Note that BrainTool is intended to help you actively curate an information space, it is not meant to passively observe or capture all of the random information that flows through your browser.
Release 1.0
- Search: In BrainTool search is modeled on emacs forward and backward incremental text search looking across the full contents of your braintool file.
- Topic Tree Sharing: Curated Topic Trees are a very good way of sharing knowledge. E.G. I could share my ‘recipes’ topic with a friend, my ‘Kitchen Project’ topic tree with my wife or a ‘team links’ topic with an employee as part of onboarding.
- Dark mode
- Paid Subscriptions: At the 1.0 release limits on the free tier will be enforced. See Pricing for details.
Post 1.0
- Preferences: Factors such as font size and side panel location will be made configurable.
- Backups and Alternative Backends: While the current app allows on-demand local file export and a continuously synced file on a Google Drive, it would be nice to support different back ends for continuous storage as well as regularly scheduled backup file creation.

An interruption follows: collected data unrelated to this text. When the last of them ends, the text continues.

impl<'a> Parser<'a> {
    fn corrupt(&self, what: &str) -> Error {
        Error::data_loss(format!("{what} in transposed chunk at {}", self.pos))
    }

    fn read_varint(&mut self, what: &str) -> Result<u64> {
        let (value, len) = wire::read_varint(&self.stream[self.at..])
            .ok_or_else(|| self.corrupt(what))?;
        self.at += len;
        Ok(value)
    }

    fn parse_dictionary(&mut self, projection: &FieldProjection) -> Result<Vec<Entry>> {
        let num_entries = self.read_varint("truncated dictionary size")?;
        if num_entries > (self.stream.len() - self.at) as u64 {
            return Err(self.corrupt("oversized dictionary"));
        }
        let mut entries: Vec<Entry> = Vec::with_capacity(num_entries as usize);
        let mut paths: Vec<Vec<u32>> = Vec::with_capacity(num_entries as usize);
        for index in 0..num_entries {
            let parent_plus_1 = self.read_varint("truncated dictionary entry")?;
            let tag_raw = self.read_varint("truncated dictionary entry")?;
            let kind = self.read_varint("truncated dictionary entry")?;
            if parent_plus_1 > index {
                return Err(self.corrupt("dictionary parent out of order"));
            }
            let parent = (parent_plus_1 != 0).then(|| (parent_plus_1 - 1) as u32);
            if tag_raw == 0 || tag_raw > u32::MAX as u64 {
                return Err(self.corrupt("invalid dictionary tag"));
            }
            let tag = tag_raw as u32;
            let field = wire::field_number(tag);
            let wire_type = wire::wire_type(tag);
            if field == 0 || field > wire::MAX_FIELD_NUMBER {
                return Err(self.corrupt("invalid dictionary field number"));
            }
            if !matches!(
                wire_type,
                wire::WIRETYPE_VARINT
                    | wire::WIRETYPE_FIXED64
                    | wire::WIRETYPE_LENGTH_DELIMITED
                    | wire::WIRETYPE_START_GROUP
                    | wire::WIRETYPE_FIXED32
            ) {
                return Err(self.corrupt("reserved wire type in dictionary"));
            }
            if kind > 1 || (kind == 1 && wire_type != wire::WIRETYPE_LENGTH_DELIMITED) {
                return Err(self.corrupt("invalid dictionary node kind"));
            }
            // Parents must be able to hold children.
            if let Some(parent) = parent {
                if !entries[parent as usize].structural {
                    return Err(self.corrupt("dictionary child of a leaf node"));
                }
            }
            let structural = kind == 1 || wire_type == wire::WIRETYPE_START_GROUP;
            let mut path = parent
                .map(|p| paths[p as usize].clone())
                .unwrap_or_default();
            path.push(field);
            let materialized = parent.map_or(true, |p| entries[p as usize].materialized)
                && projection.includes(&path);
            paths.push(path);
            entries.push(Entry {
                parent,
                tag,
                structural,
                materialized,
            });
        }
        Ok(entries)
    }

    /// Parses the buffer table and contents, pre-splitting occurrences.
    ///
    /// Returns the non-proto column and one `Values` per dictionary
    /// entry (structural entries get an empty placeholder).
    fn parse_buffers(&mut self, entries: &[Entry]) -> Result<(Values, Vec<Values>)> {
        // Table first: non-proto lengths + data, then per-entry buffers.
        let mut sizes = Vec::new();
        let mut buffer_count = 2usize;
        for entry in entries {
            if entry.structural {
                continue;
            }
            buffer_count += match wire::wire_type(entry.tag) {
                wire::WIRETYPE_LENGTH_DELIMITED => 2,
                _ => 1,
            };
        }
        let mut total = 0u64;
        for _ in 0..buffer_count {
            let size = self.read_varint("truncated buffer table")?;
            total = total
                .checked_add(size)
                .ok_or_else(|| self.corrupt("buffer sizes overflow"))?;
            sizes.push(size as usize);
        }
        if total > (self.stream.len() - self.at) as u64 {
            return Err(self.corrupt("buffer contents truncated"));
        }

        let mut regions = Vec::with_capacity(buffer_count);
        for size in sizes {
            let region = self.stream.slice(self.at..self.at + size);
            self.at += size;
            regions.push(region);
        }
        let mut regions = regions.into_iter();
        let non_proto_lengths = regions.next().unwrap_or_default();
        let non_proto_data = regions.next().unwrap_or_default();
        let non_proto = self.split_delimited(&non_proto_lengths, non_proto_data)?;

        let mut values = Vec::with_capacity(entries.len());
        for entry in entries {
            if entry.structural {
                values.push(Values::empty());
                continue;
            }
            let split = match wire::wire_type(entry.tag) {
                wire::WIRETYPE_VARINT => {
                    let buffer = regions.next().unwrap_or_default();
                    self.split_varints(buffer)?
                }
                wire::WIRETYPE_FIXED64 => {
                    let buffer = regions.next().unwrap_or_default();
                    self.split_fixed(buffer, 8)?
                }
                wire::WIRETYPE_FIXED32 => {
                    let buffer = regions.next().unwrap_or_default();
                    self.split_fixed(buffer, 4)?
                }
                wire::WIRETYPE_LENGTH_DELIMITED => {
                    let lengths = regions.next().unwrap_or_default();
                    let data = regions.next().unwrap_or_default();
                    self.split_delimited(&lengths, data)?
                }
                _ => return Err(self.corrupt("unexpected wire type")),
            };
            values.push(split);
        }
        Ok((non_proto, values))
    }

    fn split_varints(&self, buffer: Bytes) -> Result<Values> {
        let mut bounds = vec![0usize];
        let mut at = 0usize;
        while at < buffer.len() {
            let (_, len) = wire::read_varint(&buffer[at..])
                .ok_or_else(|| self.corrupt("malformed varint value buffer"))?;
            at += len;
            bounds.push(at);
        }
        Ok(Values { buffer, bounds })
    }

    fn split_fixed(&self, buffer: Bytes, width: usize) -> Result<Values> {
        if buffer.len() % width != 0 {
            return Err(self.corrupt("misaligned fixed-width value buffer"));
        }
        let bounds = (0..=buffer.len() / width).map(|i| i * width).collect();
        Ok(Values { buffer, bounds })
    }

    fn split_delimited(&self, lengths: &Bytes, data: Bytes) -> Result<Values> {
        let mut bounds = vec![0usize];
        let mut cursor = lengths.as_ref();
        let mut end = 0u64;
        while !cursor.is_empty() {
            let len = varint::read_u64(&mut cursor)
                .ok_or_else(|| self.corrupt("malformed length buffer"))?;
            end = end
                .checked_add(len)
                .ok_or_else(|| self.corrupt("length buffer overflow"))?;
            if end > data.len() as u64 {
                return Err(self.corrupt("length buffer exceeds data buffer"));
            }
            bounds.push(end as usize);
        }
        if end != data.len() as u64 {
            return Err(self.corrupt("data buffer not fully covered by lengths"));
        }
        Ok(Values {
            buffer: data,
            bounds,
        })
    }

    /// Pass 1: validates the tag sequence and builds the replay plan.
    ///
    /// Returns the plan and, per record, the plan index where it ends.
    fn parse_ops(
        &mut self,
        entries: &[Entry],
        non_proto: &Values,
        values: &[Values],
        num_records: u64,
    ) -> Result<(Vec<PlanOp>, Vec<usize>)> {
        let mut plan = Vec::new();
        let mut bounds = Vec::with_capacity(num_records.min(1 << 20) as usize);
        let mut cursors: Vec<u32> = vec![0; entries.len()];
        let mut non_proto_cursor = 0u32;
        // (entry, materialized) per open scope.
        let mut scopes: Vec<(u32, bool)> = Vec::new();
        let mut after_non_proto = false;

        while self.at < self.stream.len() {
            let op = self.read_varint("malformed tag sequence")?;
            if after_non_proto && op != OP_CLOSE {
                return Err(self.corrupt("non-proto record not closed"));
            }
            if op == OP_CLOSE {
                after_non_proto = false;
                match scopes.pop() {
                    Some((entry, materialized)) => {
                        if materialized {
                            plan.push(PlanOp::Exit { entry });
                        }
                    }
                    None => {
                        bounds.push(plan.len());
                        if bounds.len() as u64 > num_records {
                            return Err(self.corrupt("more records than declared"));
                        }
                    }
                }
            } else if op == OP_NON_PROTO {
                if !scopes.is_empty() {
                    return Err(self.corrupt("non-proto op inside a message scope"));
                }
                if non_proto_cursor as usize >= non_proto.count() {
                    return Err(self.corrupt("non-proto column exhausted"));
                }
                plan.push(PlanOp::NonProto {
                    value: non_proto_cursor,
                });
                non_proto_cursor += 1;
                after_non_proto = true;
            } else {
                let id = op - OP_ENTRY_BASE;
                if id >= entries.len() as u64 {
                    return Err(self.corrupt("tag sequence references unknown node"));
                }
                let id = id as u32;
                let entry = &entries[id as usize];
                let scope_entry = scopes.last().map(|&(entry, _)| entry);
                if entry.parent != scope_entry {
                    return Err(self.corrupt("tag sequence violates node parentage"));
                }
                let materialized =
                    scopes.last().map_or(true, |&(_, m)| m) && entry.materialized;
                if entry.structural {
                    scopes.push((id, materialized));
                    if scopes.len() as u32 > wire::MAX_RECURSION_DEPTH {
                        return Err(self.corrupt("tag sequence nests too deeply"));
                    }
                    if materialized {
                        plan.push(PlanOp::Enter { entry: id });
                    }
                } else {
                    let cursor = &mut cursors[id as usize];
                    if *cursor as usize >= values[id as usize].count() {
                        return Err(self.corrupt("value column exhausted"));
                    }
                    if materialized {
                        plan.push(PlanOp::Leaf {
                            entry: id,
                            value: *cursor,
                        });
                    }
                    *cursor += 1;
                }
            }
        }

        if !scopes.is_empty() {
            return Err(self.corrupt("tag sequence ends inside a scope"));
        }
        if bounds.len() as u64 != num_records {
            return Err(self.corrupt("fewer records than declared"));
        }
        if plan.len() != bounds.last().copied().unwrap_or(0) {
            return Err(self.corrupt("tag sequence continues past the last record"));
        }
        if non_proto_cursor as usize != non_proto.count() {
            return Err(self.corrupt("unused non-proto values"));
        }
        for (id, cursor) in cursors.iter().enumerate() {
            if *cursor as usize != values[id].count() {
                return Err(self.corrupt("unused buffer values"));
            }
        }
        Ok((plan, bounds))
    }
}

- Org Functions: Org-mode itself provides a good roadmap for BrainTool’s potential feature set. Org is a massively functional but highly complex personal organizational tool. BrainTool will provide an intuitive overlay for a subset of orgs most important functionality - TODO lists, journaling, agendas etc.
- Session Save and Live Sessions: While you can already save all the tabs in a window to a topic with a couple of clicks, there would be value in being able to save a snapshot of the whole browser session for later recovery. Relatedly, continuously capturing all activity in a browser window into a topic could be useful while researching.
- In-Page Highlighting: Some similar tools find value in allowing the user to capture text from within a saved page, this might make sense for BrainTool also.
- Syncing Tree moves with Tab moves: Currently if you drag and drop browser tabs the tree is not updated. Similarly operating on tree nodes does not move browser tabs. The two should remain in sync.
- Notes Editor: The current BT text editing capabilities are pretty basic. Given that its all just text, savvy users can use emacs or any other text editor. That said, it is a goal for BT to allow note-taking in place within the browser via some kind of simple but beautiful and highly satisfying editor tool.
- Deep Search: Searching across your braintool file is part of 1.0. Longer term it will be possible to crawl the actual contents of all of your saved pages and to augment browser search with a search across your personal information space.
- Tags and Bi-Directional Linking: In addition to containment it should be possible to model other kinds of relationships between topics and to tag information occurrences as being relevant to multiple topics.
- Multi-file Support: It should be possible to save and load Topic Trees from a dedicated file. For example a node ‘Recipes’ could point to a dedicated recipes.org file which is loaded on demand.
- Topic Tree Repository: BrainTool will host best-practice topic trees around common areas such as ‘productivity tools’, ‘Knowledge Management’ etc.